The NE555 and the First Pulse
The first positive pulse from a classic 555-based oscillator is always 1.6 times longer than the following pulses. The difference is caused by the fact that only during the first cycle C2 starts charging up from 0 V. This is generally not a problem, but sometimes this first pulse just should be the same length as the rest - at least approximately.
The picture shows the oscillator and an addition to it (everything to the right from the Vs-Gnd axis) that can solve the problem. Immediately after switch-on, C2 is empty and the voltage on the gate of Q2 is low. Q2 is off and it makes C2 charge up very quickly through Q1 and R3 until it reaches just below Vs/3. Then Q2 turns on, Q1 turns off, and the classic circuit continues to charge and discharge C2 relatively slowly between 2Vs/3 and Vs/3. As the voltage on C2 never again drops below Vs/3, Q2 now conducts all the time and Q1 is permanently off.

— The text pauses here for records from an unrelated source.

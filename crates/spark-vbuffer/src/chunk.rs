//! 主序列中的块（chunk）及其标识。
//!
//! # 教案式说明
//! - **意图（Why）**：主序列既承载数据，也承载“推送边界”“标记”“选择边界”“尾锚点”
//!   等不含字节的控制块；排出与回收逻辑按块种类分派策略；
//! - **结构（How）**：[`ChunkKind`] 以枚举表达块种类，数据块持有引用计数的 [`Bytes`]，
//!   克隆时共享底层存储；[`ChunkFlags`] 记录尾部、流结束与可写三个标志，
//!   “是否控制块”由种类推导，不单独存储；
//! - **契约（What）**：[`ChunkId`] 由槽位下标与代数组成，槽位被释放后代数递增，
//!   旧标识随之失效。

use core::{
    fmt,
    sync::atomic::{AtomicU64, Ordering},
};

use bytes::Bytes;
use serde::{Deserialize, Serialize};

use crate::ledger::EntryId;

/// 主序列中块的稳定标识：槽位下标 + 代数。
#[derive(Clone, Copy, Debug, Eq, Hash, PartialEq)]
pub struct ChunkId {
    index: u32,
    generation: u32,
}

impl ChunkId {
    pub(crate) fn new(index: u32, generation: u32) -> Self {
        Self { index, generation }
    }

    /// 槽位下标。
    pub fn index(self) -> usize {
        self.index as usize
    }

    /// 槽位代数，槽位每被复用一次递增。
    pub fn generation(self) -> u32 {
        self.generation
    }
}

impl fmt::Display for ChunkId {
    fn fmt(&self, f: &mut fmt::Formatter<'_>) -> fmt::Result {
        write!(f, "#{}@{}", self.index, self.generation)
    }
}

/// 流实例的进程内唯一标识，用于判定推送边界与选择边界的归属。
#[derive(Clone, Copy, Debug, Eq, Hash, Ord, PartialEq, PartialOrd)]
pub struct StreamId(u64);

impl StreamId {
    /// 分配一个新的流标识。
    pub fn next() -> Self {
        static NEXT: AtomicU64 = AtomicU64::new(1);
        StreamId(NEXT.fetch_add(1, Ordering::Relaxed))
    }

    /// 原始数值。
    pub fn get(self) -> u64 {
        self.0
    }
}

impl fmt::Display for StreamId {
    fn fmt(&self, f: &mut fmt::Formatter<'_>) -> fmt::Result {
        write!(f, "stream-{}", self.0)
    }
}

/// 标记模式。
///
/// - `ReadOnly`：允许排出越过该位置，但其后的数据需保留以供重读；
/// - `ReadWrite`：消费者持有可变位置，排出在此处整体阻塞。
#[derive(Clone, Copy, Debug, Deserialize, Eq, Hash, PartialEq, Serialize)]
#[serde(rename_all = "snake_case")]
pub enum MarkMode {
    ReadOnly,
    ReadWrite,
}

/// 块标志。
///
/// - `end`：该块是主序列的尾锚点；
/// - `eof`：流已结束，仅在尾锚点上有意义；
/// - `writable`：是否允许通过该块修改底层字节。
#[derive(Clone, Copy, Debug, Default, Eq, PartialEq)]
pub struct ChunkFlags {
    pub end: bool,
    pub eof: bool,
    pub writable: bool,
}

/// 块种类及其携带的元数据。
#[derive(Clone, Debug, Eq, PartialEq)]
pub enum ChunkKind {
    /// 普通数据块，字节区间可能与克隆体共享。
    Data(Bytes),
    /// 一次追加的结束位置。`entry` 为空表示仅用于锚定尾部的遗留边界。
    PushBoundary {
        owner: StreamId,
        entry: Option<EntryId>,
    },
    /// 消费者放置的钉住点。
    Mark(MarkMode),
    /// 外部流仍在协调的区间起点。
    SelectBoundary(StreamId),
    /// 尚未物化的尾锚点占位。
    Anchor,
}

impl ChunkKind {
    /// 是否为不含字节的控制块。
    pub fn is_control(&self) -> bool {
        !matches!(self, ChunkKind::Data(_))
    }
}

/// 主序列中的一个块。
#[derive(Clone, Debug, Eq, PartialEq)]
pub struct Chunk {
    pub(crate) kind: ChunkKind,
    pub(crate) flags: ChunkFlags,
}

impl Chunk {
    pub(crate) fn data(bytes: Bytes, writable: bool) -> Self {
        Self {
            kind: ChunkKind::Data(bytes),
            flags: ChunkFlags {
                writable,
                ..ChunkFlags::default()
            },
        }
    }

    pub(crate) fn control(kind: ChunkKind) -> Self {
        debug_assert!(kind.is_control());
        Self {
            kind,
            flags: ChunkFlags::default(),
        }
    }

    pub fn kind(&self) -> &ChunkKind {
        &self.kind
    }

    pub fn flags(&self) -> ChunkFlags {
        self.flags
    }

    pub fn is_control(&self) -> bool {
        self.kind.is_control()
    }

    /// 数据块的字节视图；控制块返回 `None`。
    pub fn bytes(&self) -> Option<&Bytes> {
        match &self.kind {
            ChunkKind::Data(bytes) => Some(bytes),
            _ => None,
        }
    }

    /// 数据字节数；控制块为 0。
    pub fn len(&self) -> usize {
        self.bytes().map_or(0, Bytes::len)
    }

    pub fn is_empty(&self) -> bool {
        self.len() == 0
    }
}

A MOSFET with a lower D-S resistance would charge up C2 even quicker.
The component values may be critical. For best results, the R5/R7 voltage divider should turn Q2 on when C2 is charged up to just a little below Vs/3. This point is set by the R5/R7 ratio. But if the value of R5 is too high or if R7 is too small (depending on the supply voltage and the G-S threshold voltage of Q2), the oscillator may not work at all. The sum of R5 and R7 should be as high as possible in order to minimize the influence on the main part of the circuit after the first pulse.